▸ **WORK TASK**: Copy every line from the data below in which the string "sample" can be found.

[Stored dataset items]
◆ ◆ ◆

//! Structured sensor readings decoded from controller debug frames.

use std::fmt;

/// Number of pad channels the controller reports in every frame.
pub const CHANNELS: usize = 4;

/// Default sentinel glyph marking a debug frame on the wire.
///
/// Firmware revisions may use a different glyph; the parser takes the
/// marker as a parameter rather than assuming this one.
pub const DEFAULT_MARKER: char = '★';

/// One decoded debug frame from the controller.
///
/// A frame carries the raw analog count of each channel, the signal level
/// after sensitivity scaling, the pressed/released state per channel, and
/// the adaptive trigger threshold in effect when the frame was emitted.
/// The fixed-size arrays encode the exactly-four-channels invariant in the
/// type: a `Reading` cannot exist with a short or long group.
#[derive(Debug, Clone, PartialEq)]
#[cfg_attr(feature = "serde", derive(serde::Serialize, serde::Deserialize))]
pub struct Reading {
    /// Raw analog counts per channel (nominally 0-1023).
    pub raw: [i32; CHANNELS],
    /// Signal level per channel after sensitivity scaling.
    pub sensor: [f64; CHANNELS],
    /// Pressed state per channel.
    pub keys: [bool; CHANNELS],
    /// Adaptive trigger threshold.
    pub threshold: f64,
}

impl Reading {
    /// Indices of the channels currently pressed.
    pub fn active_keys(&self) -> Vec<usize> {
        self.keys
            .iter()
            .enumerate()
            .filter(|(_, &pressed)| pressed)
            .map(|(i, _)| i)
            .collect()
    }

    /// Index and value of the loudest channel.
    pub fn peak_sensor(&self) -> (usize, f64) {
        let mut peak = 0;
        for i in 1..CHANNELS {
            if self.sensor[i] > self.sensor[peak] {
                peak = i;
            }
        }
        (peak, self.sensor[peak])
    }

    /// Render this reading back into the wire frame grammar.
    ///
    /// The result parses back to an equal reading within the printed
    /// precision; replay files and capture exports rely on that.
    pub fn to_frame_line(&self, marker: char) -> String {
        let raw = join(self.raw.iter().map(|v| v.to_string()));
        let sensor = join(self.sensor.iter().map(|v| format!("{v:.4}")));
        let keys = join(self.keys.iter().map(|&k| if k { "1" } else { "0" }.to_string()));
        format!(
            "{marker} RAW: {raw} | SENSOR: {sensor} | KEYS: {keys} | THRESH: {:.2}",
            self.threshold
        )
    }
}

fn join(parts: impl Iterator<Item = String>) -> String {
    parts.collect::<Vec<_>>().join(", ")
}

impl fmt::Display for Reading {
    /// Human-readable one-liner used by the console presenters.
    fn fmt(&self, f: &mut fmt::Formatter<'_>) -> fmt::Result {
        let raw = join(self.raw.iter().map(|v| format!("{v:3}")));
        let sensor = join(self.sensor.iter().map(|v| format!("{v:6.2}")));
        let keys: String = self.keys.iter().map(|&k| if k { 'X' } else { ' ' }).collect();
        write!(
            f,
            "RAW:[{raw}] SENSOR:[{sensor}] KEYS:[{keys}] THRESH:{:6.2}",
            self.threshold
        )
    }
}

#[cfg(test)]
mod tests {
    use super::*;

    fn sample() -> Reading {
        Reading {
            raw: [193, 187, 193, 196],
            sensor: [1.0, 4.2, 1.0, 3.3],
            keys: [true, false, false, true],
            threshold: 0.75,
        }
    }

    #[test]
    fn active_keys_returns_pressed_indices() {
        assert_eq!(sample().active_keys(), vec![0, 3]);
    }

    #[test]
    fn active_keys_empty_when_nothing_pressed() {
        let mut reading = sample();
        reading.keys = [false; CHANNELS];
        assert!(reading.active_keys().is_empty());
    }

    #[test]
    fn peak_sensor_finds_loudest_channel() {
        let (idx, value) = sample().peak_sensor();
        assert_eq!(idx, 1);
        assert!((value - 4.2).abs() < f64::EPSILON);
    }

    #[test]
    fn peak_sensor_prefers_first_on_tie() {
        let mut reading = sample();
        reading.sensor = [2.0, 2.0, 2.0, 2.0];
        assert_eq!(reading.peak_sensor().0, 0);
    }

    #[test]
    fn display_marks_pressed_keys() {
        let text = sample().to_string();
        assert!(text.contains("KEYS:[X  X]"), "got: {text}");
        assert!(text.contains("RAW:[193, 187, 193, 196]"));
    }

    #[test]
    fn frame_line_carries_all_groups() {
        let line = sample().to_frame_line(DEFAULT_MARKER);
        assert!(line.starts_with('★'));
        assert!(line.contains("RAW: 193, 187, 193, 196"));
        assert!(line.contains("SENSOR: 1.0000, 4.2000, 1.0000, 3.3000"));
        assert!(line.contains("KEYS: 1, 0, 0, 1"));
        assert!(line.contains("THRESH: 0.75"));
    }

    #[cfg(feature = "serde")]
    #[test]
    fn serde_roundtrip() {
        let reading = sample();
        let json = serde_json::to_string(&reading).unwrap();
        let parsed: Reading = serde_json::from_str(&json).unwrap();
        assert_eq!(reading, parsed);
    }
}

◆ ◆ ◆

▸ **PROBLEM SOLUTION**:
    fn sample() -> Reading {
        assert_eq!(sample().active_keys(), vec![0, 3]);
        let mut reading = sample();
        let (idx, value) = sample().peak_sensor();
        let mut reading = sample();
        let text = sample().to_string();
        let line = sample().to_frame_line(DEFAULT_MARKER);
        let reading = sample();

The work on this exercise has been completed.